[Stored items]:
■ ■ ■ ■ ■ ■ ■

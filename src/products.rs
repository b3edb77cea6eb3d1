//! Canonical product-name mapping.
//!
//! Imported volume types arrive as free text with vendor-specific labels. This
//! module normalizes them to a fixed small vocabulary so that grouping, sorting,
//! and export all agree on product identity. The mapping is many-to-one and total:
//! unknown labels pass through unchanged.

/// The canonical product vocabulary, in display order.
pub const KNOWN_PRODUCTS: &[&str] = &[
    "Email",
    "Mobile App Volume",
    "SMS/MMS",
    "SMS",
    "MMS",
    "Open Channel",
    "Architect",
];

/// Map a free-text volume type to its canonical product name.
///
/// Known aliases are folded into the canonical vocabulary; anything else is
/// returned unchanged so new product lines still group consistently.
pub fn canonicalize(name: &str) -> &str {
    match name.trim() {
        "Cordial Email" | "Email" => "Email",
        "Mobile App" | "Mobile App Volume" => "Mobile App Volume",
        "SMS/MMS" => "SMS/MMS",
        "SMS" => "SMS",
        "MMS" => "MMS",
        "Open Channel" => "Open Channel",
        "Architect" => "Architect",
        other => other,
    }
}

/// Whether two product labels refer to the same canonical product.
pub fn same_product(a: &str, b: &str) -> bool {
    a == b || canonicalize(a) == canonicalize(b)
}

#[cfg(test)]
mod tests {
    use super::*;

    #[test]
    fn test_known_aliases() {
        assert_eq!(canonicalize("Cordial Email"), "Email");
        assert_eq!(canonicalize("Email"), "Email");
        assert_eq!(canonicalize("Mobile App"), "Mobile App Volume");
        assert_eq!(canonicalize("Mobile App Volume"), "Mobile App Volume");
        assert_eq!(canonicalize("SMS/MMS"), "SMS/MMS");
        assert_eq!(canonicalize("SMS"), "SMS");
        assert_eq!(canonicalize("MMS"), "MMS");
        assert_eq!(canonicalize("Open Channel"), "Open Channel");
        assert_eq!(canonicalize("Architect"), "Architect");
    }

    #[test]
    fn test_unknown_passthrough() {
        assert_eq!(canonicalize("Push Notifications"), "Push Notifications");
        assert_eq!(canonicalize("  SMS  "), "SMS");
    }

    #[test]
    fn test_same_product_across_aliases() {
        assert!(same_product("Cordial Email", "Email"));
        assert!(same_product("Mobile App", "Mobile App Volume"));
        assert!(!same_product("SMS", "MMS"));
    }
}
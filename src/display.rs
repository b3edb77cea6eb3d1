//! Output Formatting and Display Management
//!
//! Renders utilization reports to the terminal and as structured JSON. Terminal
//! output colors each pacing badge (red for Currently Over, orange for Over Pace,
//! green for On Target, blue for Under Pace) and draws a textual progress bar from
//! the engine's [`ProgressGeometry`]. JSON output mirrors the same data for
//! programmatic consumption.

use crate::models::{Account, ViewState};
use crate::rank::{find_product, sorted_view};
use crate::status::{calculate_utilization, PacingStatus, ProgressGeometry, UtilizationResult};
use colored::Colorize;
use serde_json::json;

const BAR_WIDTH: usize = 24;

pub struct DisplayManager;

impl Default for DisplayManager {
    fn default() -> Self {
        Self::new()
    }
}

impl DisplayManager {
    pub fn new() -> Self {
        Self
    }

    /// Print the utilization report for a view. Products follow
    /// `view.selected_products` in order.
    pub fn display_report(
        &self,
        accounts: &[Account],
        view: &ViewState,
        limit: Option<usize>,
        json_output: bool,
    ) {
        let products = &view.selected_products;
        let mut visible = sorted_view(accounts, view);
        if let Some(limit) = limit {
            visible.truncate(limit);
        }

        if json_output {
            self.print_json(&visible, products, view);
            return;
        }

        println!(
            "{} ({} mode, as of {})",
            "Client Utilization".bold(),
            view.mode.as_str(),
            view.as_of
                .map(|d| d.to_string())
                .unwrap_or_else(|| "latest usage".to_string())
        );
        println!();

        for account in &visible {
            println!(
                "{} {}",
                account.name.bold(),
                format!("({})", account.account_owner).dimmed()
            );

            for name in products {
                let Some(sub) = find_product(account, name) else {
                    continue;
                };
                let result = calculate_utilization(
                    sub.current,
                    sub.contracted,
                    sub.contract_start,
                    view.as_of.or(sub.usage_date),
                    view.mode,
                    sub.contract_end,
                );
                let geometry =
                    ProgressGeometry::compute(sub.current, sub.contracted, sub.annual_qty, view.mode);

                println!(
                    "  {:<18} {} {:>7}%  {}  {}",
                    sub.name,
                    render_bar(&geometry),
                    geometry.percent_label(),
                    paint_status(result.status),
                    pacing_note(&result),
                );
            }
            println!();
        }

        println!("{} accounts", visible.len());
    }

    fn print_json(&self, accounts: &[Account], products: &[String], view: &ViewState) {
        let rows: Vec<serde_json::Value> = accounts
            .iter()
            .map(|account| {
                let product_rows: Vec<serde_json::Value> = products
                    .iter()
                    .filter_map(|name| find_product(account, name))
                    .map(|sub| {
                        let result = calculate_utilization(
                            sub.current,
                            sub.contracted,
                            sub.contract_start,
                            view.as_of.or(sub.usage_date),
                            view.mode,
                            sub.contract_end,
                        );
                        json!({
                            "product": sub.name,
                            "current": sub.current,
                            "contracted": sub.contracted,
                            "usagePercent": sub.usage_percent(),
                            "status": result.status.label(),
                            "expectedAmount": result.expected_amount,
                            "monthsElapsed": result.months_elapsed,
                            "endDate": sub.contract_end,
                        })
                    })
                    .collect();
                json!({
                    "client": account.name,
                    "accountOwner": account.account_owner,
                    "products": product_rows,
                })
            })
            .collect();

        let output = json!({
            "mode": view.mode.as_str(),
            "accounts": rows,
        });
        println!(
            "{}",
            serde_json::to_string_pretty(&output).unwrap_or_else(|_| "{}".to_string())
        );
    }
}

/// Draw the progress track: filled segment, overage segment, and cap marker.
fn render_bar(geometry: &ProgressGeometry) -> String {
    let filled = (geometry.filled_width / 100.0 * BAR_WIDTH as f64).round() as usize;
    let filled = filled.min(BAR_WIDTH);

    let mut bar = String::new();
    bar.push('[');
    if geometry.is_overage {
        bar.push_str(&"#".repeat(filled));
        bar.push_str(&"!".repeat(BAR_WIDTH - filled));
    } else {
        bar.push_str(&"#".repeat(filled));
        bar.push_str(&"-".repeat(BAR_WIDTH - filled));
    }
    bar.push(']');
    bar
}

fn paint_status(status: PacingStatus) -> colored::ColoredString {
    match status {
        PacingStatus::CurrentlyOver => status.label().red().bold(),
        PacingStatus::OverPace => status.label().yellow(),
        PacingStatus::OnTarget => status.label().green(),
        PacingStatus::UnderPace => status.label().blue(),
    }
}

fn pacing_note(result: &UtilizationResult) -> String {
    format!(
        "expected {} at {} mo",
        format_qty(result.expected_amount),
        result.months_elapsed
    )
}

/// Group digits for readability (1234567 -> "1,234,567").
pub fn format_qty(value: f64) -> String {
    let rounded = value.round() as i64;
    let digits = rounded.abs().to_string();
    let mut grouped = String::new();
    for (i, c) in digits.chars().enumerate() {
        if i > 0 && (digits.len() - i) % 3 == 0 {
            grouped.push(',');
        }
        grouped.push(c);
    }
    if rounded < 0 {
        format!("-{}", grouped)
    } else {
        grouped
    }
}

#[cfg(test)]
mod tests {
    use super::*;

    #[test]
    fn test_format_qty() {
        assert_eq!(format_qty(0.0), "0");
        assert_eq!(format_qty(1234.0), "1,234");
        assert_eq!(format_qty(1_234_567.4), "1,234,567");
        assert_eq!(format_qty(-5000.0), "-5,000");
    }
}
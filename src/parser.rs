//! Tab-delimited import parsing.
//!
//! The import format is the raw paste from an upstream usage export: a header row
//! followed by tab-separated rows with 11 fixed positional columns (Account Owner,
//! Account Name, Volume Type, Start Date, End Date, Annual Qty, Term Qty, Usage
//! Date, Period Qty, Consumed Qty, Remaining Qty). Parsing is deliberately lenient:
//!
//! - Blank lines are skipped.
//! - Numeric fields strip thousands-separator commas; anything that still fails to
//!   parse defaults to 0.
//! - Date fields that fail to parse become `None`.
//! - Short rows yield empty-string/zero fields instead of erroring.
//!
//! A single bad row never aborts an import. Defaulted fields are counted and
//! reported through [`ParseOutcome`] so an operator can see how lossy a paste was.

use crate::models::UsageRecord;
use chrono::NaiveDate;
use tracing::debug;

/// Result of parsing one paste of import text.
#[derive(Debug, Clone)]
pub struct ParseOutcome {
    pub records: Vec<UsageRecord>,
    /// Non-header lines skipped because they were blank.
    pub lines_skipped: usize,
    /// Numeric or date fields that fell back to their lenient default.
    pub fields_defaulted: usize,
}

pub struct ImportParser;

impl Default for ImportParser {
    fn default() -> Self {
        Self::new()
    }
}

impl ImportParser {
    pub fn new() -> Self {
        Self
    }

    /// Parse raw tab-delimited import text into usage records.
    ///
    /// The first line is treated as a header and discarded.
    pub fn parse(&self, text: &str) -> ParseOutcome {
        let mut records = Vec::new();
        let mut lines_skipped = 0;
        let mut fields_defaulted = 0;

        for line in text.lines().skip(1) {
            if line.trim().is_empty() {
                lines_skipped += 1;
                continue;
            }
            let (record, defaulted) = self.parse_row(line);
            fields_defaulted += defaulted;
            records.push(record);
        }

        debug!(
            rows = records.len(),
            skipped = lines_skipped,
            defaulted = fields_defaulted,
            "Parsed import text"
        );

        ParseOutcome {
            records,
            lines_skipped,
            fields_defaulted,
        }
    }

    /// Parse a single data row. Returns the record and the number of fields that
    /// fell back to a default.
    fn parse_row(&self, line: &str) -> (UsageRecord, usize) {
        let values: Vec<&str> = line.split('\t').collect();
        let mut defaulted = 0;

        let text_field = |idx: usize| -> String {
            values
                .get(idx)
                .map(|v| v.trim().to_string())
                .unwrap_or_default()
        };

        let mut int_field = |idx: usize| -> i64 {
            match values.get(idx).and_then(|v| lenient_int(v)) {
                Some(n) => n,
                None => {
                    defaulted += 1;
                    0
                }
            }
        };

        let annual_qty = int_field(5);
        let term_qty = int_field(6);
        let period_qty = int_field(8);
        let consumed_qty = int_field(9);
        let remaining_qty = int_field(10);

        let mut date_field = |idx: usize| -> Option<NaiveDate> {
            let raw = values.get(idx).map(|v| v.trim()).unwrap_or("");
            if raw.is_empty() {
                return None;
            }
            match lenient_date(raw) {
                Some(d) => Some(d),
                None => {
                    defaulted += 1;
                    None
                }
            }
        };

        let contract_start = date_field(3);
        let contract_end = date_field(4);
        let usage_date = date_field(7);

        let record = UsageRecord {
            account_owner: text_field(0),
            account_name: text_field(1),
            volume_type: text_field(2),
            contract_start,
            contract_end,
            annual_qty,
            term_qty,
            usage_date,
            period_qty,
            consumed_qty,
            remaining_qty,
        };

        (record, defaulted)
    }
}

/// Parse an integer quantity, stripping thousands-separator commas first.
/// Returns `None` when the field is empty or not a number.
pub fn lenient_int(raw: &str) -> Option<i64> {
    let cleaned = raw.trim().replace(',', "");
    if cleaned.is_empty() {
        return None;
    }
    cleaned.parse::<i64>().ok()
}

/// Parse a date in the formats the upstream export produces.
pub fn lenient_date(raw: &str) -> Option<NaiveDate> {
    let trimmed = raw.trim();

    // ISO first, then US-style exports
    for fmt in ["%Y-%m-%d", "%m/%d/%Y", "%m/%d/%y"] {
        if let Ok(date) = NaiveDate::parse_from_str(trimmed, fmt) {
            return Some(date);
        }
    }

    // Timestamps with a date prefix. `get` rejects a byte-10 split that lands
    // mid-character, so arbitrary pasted text falls through to None.
    if let Some(prefix) = trimmed.get(..10) {
        if trimmed.len() > 10 {
            if let Ok(date) = NaiveDate::parse_from_str(prefix, "%Y-%m-%d") {
                return Some(date);
            }
        }
    }

    None
}
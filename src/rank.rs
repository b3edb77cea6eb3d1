//! Sort/Rank Engine
//!
//! Orders accounts for the utilization table. Product-based sorts rank first by
//! pacing severity and then by usage percentage; the end-date sort surfaces the
//! soonest renewals. Accounts whose targeted product has no positive cap or no end
//! date carry no meaningful status and always sink to the bottom, whatever order
//! was requested. All sorts are stable so equal entries keep their import order.
//!
//! Sorting by account name or owner is a separate, exclusive mode that ignores
//! product data entirely; [`sorted_view`] resolves which applies from the
//! [`ViewState`].

use crate::models::{Account, AccountingMode, ProductSubscription, SortMode, ViewState};
use crate::products::same_product;
use crate::status::calculate_utilization;
use chrono::NaiveDate;
use std::cmp::Ordering;

/// Find an account's subscription for a product, matching across aliases.
pub fn find_product<'a>(account: &'a Account, name: &str) -> Option<&'a ProductSubscription> {
    account.products.iter().find(|p| same_product(&p.name, name))
}

/// Rank accounts by a product-targeted sort mode.
///
/// `as_of` is the explicit "now" used for pacing classification. `Name`/`Owner`
/// modes are accepted and fall through to their column compare so callers can pass
/// any [`SortMode`].
pub fn rank_accounts(
    accounts: &mut Vec<Account>,
    product: &str,
    sort: SortMode,
    mode: AccountingMode,
    as_of: Option<NaiveDate>,
) {
    accounts.sort_by(|a, b| compare_accounts(a, b, product, sort, mode, as_of));
}

fn compare_accounts(
    a: &Account,
    b: &Account,
    product: &str,
    sort: SortMode,
    mode: AccountingMode,
    as_of: Option<NaiveDate>,
) -> Ordering {
    match sort {
        SortMode::Name => return compare_ci(&a.name, &b.name),
        SortMode::Owner => return compare_ci(&a.account_owner, &b.account_owner),
        _ => {}
    }

    let product_a = find_product(a, product);
    let product_b = find_product(b, product);

    let valid_a = product_a.map(|p| p.has_valid_data()).unwrap_or(false);
    let valid_b = product_b.map(|p| p.has_valid_data()).unwrap_or(false);

    // Invalid data always sinks; two invalid accounts stay in import order.
    match (valid_a, valid_b) {
        (false, true) => return Ordering::Greater,
        (true, false) => return Ordering::Less,
        (false, false) => return Ordering::Equal,
        (true, true) => {}
    }

    let sub_a = product_a.expect("valid product present");
    let sub_b = product_b.expect("valid product present");

    match sort {
        SortMode::UsageDesc => compare_usage(sub_a, sub_b, mode, as_of).reverse(),
        SortMode::UsageAsc => compare_usage(sub_a, sub_b, mode, as_of),
        SortMode::EndDate => sub_a.contract_end.cmp(&sub_b.contract_end),
        SortMode::Name | SortMode::Owner => Ordering::Equal,
    }
}

/// Ascending compare: severity rank first, usage percentage second.
fn compare_usage(
    a: &ProductSubscription,
    b: &ProductSubscription,
    mode: AccountingMode,
    as_of: Option<NaiveDate>,
) -> Ordering {
    let severity_a = product_severity(a, mode, as_of);
    let severity_b = product_severity(b, mode, as_of);

    severity_a.cmp(&severity_b).then_with(|| {
        a.usage_percent()
            .partial_cmp(&b.usage_percent())
            .unwrap_or(Ordering::Equal)
    })
}

fn product_severity(sub: &ProductSubscription, mode: AccountingMode, as_of: Option<NaiveDate>) -> u8 {
    calculate_utilization(
        sub.current,
        sub.contracted,
        sub.contract_start,
        as_of.or(sub.usage_date),
        mode,
        sub.contract_end,
    )
    .status
    .severity()
}

/// Produce the displayed account ordering for a view: owner filter applied, then
/// either the active column sort or the active product sort.
pub fn sorted_view(accounts: &[Account], view: &ViewState) -> Vec<Account> {
    let mut visible: Vec<Account> = accounts
        .iter()
        .filter(|a| {
            view.selected_owners.is_empty()
                || view
                    .selected_owners
                    .iter()
                    .any(|o| o.eq_ignore_ascii_case(&a.account_owner))
        })
        .cloned()
        .collect();

    match view.sort {
        SortMode::Name => visible.sort_by(|a, b| compare_ci(&a.name, &b.name)),
        SortMode::Owner => {
            visible.sort_by(|a, b| compare_ci(&a.account_owner, &b.account_owner))
        }
        product_sort => {
            if let Some(product) = &view.sort_product {
                rank_accounts(&mut visible, product, product_sort, view.mode, view.as_of);
            }
        }
    }

    visible
}

fn compare_ci(a: &str, b: &str) -> Ordering {
    a.to_lowercase().cmp(&b.to_lowercase())
}
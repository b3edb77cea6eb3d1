//! CSV Export
//!
//! Writes the visible account set to CSV, one row per account. The column layout
//! is the contract for downstream spreadsheets:
//!
//! - `Client`, `Account Owner`
//! - `Exceeding Annual Volume`, `Exceeding Cumulative Volume` (Yes/No, any product)
//! - Per selected product, in order: `{P} Contracted`, `{P} Current`, `{P} Usage %`
//!   (one decimal with `%`), `{P} Status`, `{P} End Date` (ISO), `{P} Renewal
//!   Quarter` (fiscal label)
//!
//! Fields containing commas or quotes are quoted per RFC 4180 so free-text account
//! names survive round trips.

use crate::fiscal::fiscal_quarter_label;
use crate::models::{Account, AccountingMode, ViewState};
use crate::rank::{find_product, sorted_view};
use crate::status::calculate_utilization;
use chrono::NaiveDate;

/// Render the canonical CSV for a view over the account set. Columns follow
/// `view.selected_products` in order.
pub fn export_csv(accounts: &[Account], view: &ViewState) -> String {
    let products = &view.selected_products;
    let mut headers = vec![
        "Client".to_string(),
        "Account Owner".to_string(),
        "Exceeding Annual Volume".to_string(),
        "Exceeding Cumulative Volume".to_string(),
    ];
    for product in products {
        headers.push(format!("{} Contracted", product));
        headers.push(format!("{} Current", product));
        headers.push(format!("{} Usage %", product));
        headers.push(format!("{} Status", product));
        headers.push(format!("{} End Date", product));
        headers.push(format!("{} Renewal Quarter", product));
    }

    let mut lines = vec![csv_line(&headers)];
    for account in sorted_view(accounts, view) {
        lines.push(csv_line(&account_row(
            &account,
            products,
            view.mode,
            view.as_of,
        )));
    }
    lines.join("\n")
}

fn account_row(
    account: &Account,
    products: &[String],
    mode: AccountingMode,
    as_of: Option<NaiveDate>,
) -> Vec<String> {
    // Exceed flags look at every product the account holds, not just the
    // selected ones, and check both caps independently of the active mode.
    let mut exceeds_annual = false;
    let mut exceeds_cumulative = false;
    for product in &account.products {
        if product.annual_qty > 0 && product.current > product.annual_qty {
            exceeds_annual = true;
        }
        if product.term_qty > 0 && product.current > product.term_qty {
            exceeds_cumulative = true;
        }
    }

    let mut row = vec![
        account.name.clone(),
        account.account_owner.clone(),
        yes_no(exceeds_annual),
        yes_no(exceeds_cumulative),
    ];

    for name in products {
        match find_product(account, name) {
            Some(sub) => {
                let result = calculate_utilization(
                    sub.current,
                    sub.contracted,
                    sub.contract_start,
                    as_of.or(sub.usage_date),
                    mode,
                    sub.contract_end,
                );
                row.push(sub.contracted.to_string());
                row.push(sub.current.to_string());
                row.push(format!("{:.1}%", sub.usage_percent()));
                row.push(result.status.label().to_string());
                row.push(
                    sub.contract_end
                        .map(|d| d.format("%Y-%m-%d").to_string())
                        .unwrap_or_default(),
                );
                row.push(
                    sub.contract_end
                        .map(fiscal_quarter_label)
                        .unwrap_or_default(),
                );
            }
            None => {
                row.push("0".to_string());
                row.push("0".to_string());
                row.push("0.0%".to_string());
                row.push(String::new());
                row.push(String::new());
                row.push(String::new());
            }
        }
    }

    row
}

fn yes_no(flag: bool) -> String {
    if flag { "Yes" } else { "No" }.to_string()
}

fn csv_line(fields: &[String]) -> String {
    fields
        .iter()
        .map(|f| csv_escape(f))
        .collect::<Vec<_>>()
        .join(",")
}

fn csv_escape(field: &str) -> String {
    if field.contains(',') || field.contains('"') || field.contains('\n') {
        format!("\"{}\"", field.replace('"', "\"\""))
    } else {
        field.to_string()
    }
}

■ ■ ■ ■ ■ ■ ■

[About this task]:
Pull out every line of the records above that contains the word "number".

[Solved exercise]:
    /// Parse a single data row. Returns the record and the number of fields that
/// Returns `None` when the field is empty or not a number.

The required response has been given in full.